Andragogy recommends meaningful learning experiences and outcomes by learners freely choosing goals, making “independent decisions about what how and when they want to learn” (Choy and Delahaye, 2003 p2). Choy and Delahaye (2003) redefine Hadley’s research of 1975 by establishing that adult learners participate in the creation and reconstruction of their learning goals (p2). Adult learners are usually self-directed, draw on past experiences and learn from each other (Merriam in Tannehill, 2009 p23).
Adult learners have responsibilities beyond those of youth or child learners (Tannehill, 2009). These responsibilities can impact learning outcomes. Stress caused through employment, marriage, children and finances are unique to the adult learner. Adult learners learn when:
Relationship is the key
The relationship a teacher develops with the student is different in the adult classroom. The adult learner may be ready to learn, but with poor previous learning experiences they remain resistive. The trainer or teacher needs to empower the learner by building self-confidence and self-esteem. The learner needs to learn to believe they can learn. They need to learn the art of confidence and belief to build knowledge building on a platform significant to them. Learning needs to be relevant to the adults needs, ie learning because of it is required for employment. Teachers and trainers need to understand the learner and why they are learning. When teachers have this knowledge, they can build the program.
Authentic and Meaningful Education is necessary.
In a learner centered environment, the job of the teacher or trainer is to build relationships. The partnership built between the teacher and adult student can be pivotal in achieving successful outcomes. Education needs to be authentic and purposeful to engage adult learners. The resources need to be contextualized. A strong relationship between education and employment contributes to the success of adult learner engagement (Dempsey, 2013).

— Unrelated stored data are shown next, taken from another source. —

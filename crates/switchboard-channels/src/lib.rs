pub mod backoff;
pub mod channel;
pub mod error;
pub mod handler;
pub mod router;
pub mod types;

pub use backoff::Backoff;
pub use channel::{Channel, StartContext};
pub use error::{ChannelError, HandlerError, RouterError};
pub use handler::{handler_fn, MessageHandler};
pub use router::{Router, BUSY_REPLY, SHUTDOWN_REPLY};
pub use types::{ChannelStatus, InboundMessage, MessageFormat, OutboundMessage};
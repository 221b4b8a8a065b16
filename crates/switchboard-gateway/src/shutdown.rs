use tokio::signal;
use tracing::warn;

/// Resolves on Ctrl+C or, on unix, SIGTERM.
pub async fn shutdown_signal() {
    let ctrl_c = async {
        if let Err(e) = signal::ctrl_c().await {
            warn!(error = %e, "failed to install Ctrl+C handler");
            std::future::pending::<()>().await;
        }
    };

    #[cfg(unix)]
    let terminate = async {
        match signal::unix::signal(signal::unix::SignalKind::terminate()) {
            Ok(mut sig) => {
                sig.recv().await;
            }
            Err(e) => {
                warn!(error = %e, "failed to install SIGTERM handler");
                std::future::pending::<()>().await;
            }
        }
    };

    #[cfg(not(unix))]
    let terminate = std::future::pending::<()>();

    tokio::select! {
        _ = ctrl_c => {},
        _ = terminate => {},
    }
}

Relationships are important components underpinning andragogy principles. Knowledge is a powerful economic driver, and the teacher or trainer can give a community of learners a lift. Teachers must understand and build relationships to form learning platforms that support the adult learner.
Choy, S., & Delahaye, B. (2003). Andragogy in vocational education and training: learners' perspective. In F. Ferrier, C. M. Down, E. Vocational, & A. Training Research Association (Eds.), Making a world of difference?: innovation, internationalisation, new technologies and VET: proceedings of the 5th annual conference of the Australian VET Research Association (AVETRA) (pp. p). [Nowra]: AVETRA.
Dempsey, M. (2013). Impacts of the changing nature of the Vocational Education and Traing (VET) System on Educators within the VET System in Australia. (Doctor of Education Portfolio), Edith Cowan University, Perth Western Australia. Retrieved from http://ro.ecu.edu.au/cgi/viewcontent.cgi?article=1587&context=theses
Knowles, M. S. (1970). The Modern Practice of Adult Education: Andragogy versus Pedagogy. Chicago: Follet Publishing Company.
Tannehill, D. B. (2009). Andragogy: how do post-secondary institutions educate and service adult learners? , University of Pittsburgh.